White-necked Thrush (Turdus albicollis) are found in the understory of second growth and primary forest throughout the Amazon basin. Sexes are indistinguishable by plumage. The preformative molt (FPF) is partial, and definitive prebasic molts (DPBs) are complete. FPF includes less coverts, med coverts, and some inner-greater coverts. 

Turdus albicollis

FPF - First PreFormative

First cycle juvenal (FCJ) is characterized by buffy-tipped body feathers that are quickly replaced by feathers lacking buffy tips during a partial preformative (FPF). The partial extent of the FPF results in molt limits within the greater coverts (see FCF below). The picture above shows an individual just beginning the preformative molt where some formative feathers are found in the lesser coverts.

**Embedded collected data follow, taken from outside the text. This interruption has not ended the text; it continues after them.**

use std::fmt;

use podcast_core::{StatusReport, TaskStatus};
use serde::Deserialize;
use thiserror::Error;

/// Body of `POST /create-podcast`.
#[derive(Debug, Deserialize)]
pub(crate) struct CreateTaskResponse {
    pub task_id: String,
}

/// Body of `GET /podcast_status/{task_id}`.
#[derive(Debug, Deserialize)]
pub(crate) struct StatusResponse {
    pub status: WireStatus,
    #[serde(default)]
    pub progress: Option<f64>,
    #[serde(default)]
    pub message: String,
}

#[derive(Debug, Clone, Copy, PartialEq, Eq, Deserialize)]
#[serde(rename_all = "lowercase")]
pub(crate) enum WireStatus {
    Queued,
    #[serde(alias = "processing")]
    Running,
    Completed,
    Failed,
}

impl From<StatusResponse> for StatusReport {
    fn from(response: StatusResponse) -> Self {
        let status = match response.status {
            WireStatus::Queued => TaskStatus::Queued,
            WireStatus::Running => TaskStatus::Running,
            WireStatus::Completed => TaskStatus::Completed,
            WireStatus::Failed => TaskStatus::Failed,
        };
        StatusReport {
            status,
            progress: response.progress.filter(|p| p.is_finite()),
            message: response.message,
        }
    }
}

#[derive(Debug, Clone, PartialEq, Eq, Error)]
#[error("{kind}: {message}")]
pub struct ApiError {
    pub kind: FailureKind,
    pub message: String,
}

impl ApiError {
    pub(crate) fn new(kind: FailureKind, message: impl Into<String>) -> Self {
        Self {
            kind,
            message: message.into(),
        }
    }
}

#[derive(Debug, Clone, PartialEq, Eq)]
pub enum FailureKind {
    InvalidUrl,
    HttpStatus(u16),
    Timeout,
    Network,
    Decode,
    TooLarge { max_bytes: u64, actual: Option<u64> },
}

impl fmt::Display for FailureKind {
    fn fmt(&self, f: &mut fmt::Formatter<'_>) -> fmt::Result {
        match self {
            FailureKind::InvalidUrl => write!(f, "invalid url"),
            FailureKind::HttpStatus(code) => write!(f, "http status {code}"),
            FailureKind::Timeout => write!(f, "timeout"),
            FailureKind::Network => write!(f, "network error"),
            FailureKind::Decode => write!(f, "unexpected response"),
            FailureKind::TooLarge { max_bytes, actual } => {
                write!(f, "response too large (max {max_bytes}, actual {actual:?})")
            }
        }
    }
}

FCF - First Cycle Formative

First cycle formative (FCF) individuals retain several outer-greater coverts that are tipped buff, contrasting with the uniformly olive-brown (lacking buffy tips) inner-greater coverts. Replaced inner greater coverts are often several milimeters longer than retained outer greater coverts resulting in a molt limit "step". Buffy tips can be worn off resulting in a more cryptic molt limit. In addition to a molt limit in the greater coverts, FCF individuals have retained rectrices (outer rectrices noticeably more tapered when compared to DCB birds), primary coverts, and remiges. 

DCB - Definitive Cycle Basic

Definitive cycle basic (DCB) birds underwent a complete prebasic molt resulting in uniform plumage of a single generation, with no molt limits in the greater coverts. Outer rectrices are truncate (relative to FCJ and FCF individuals).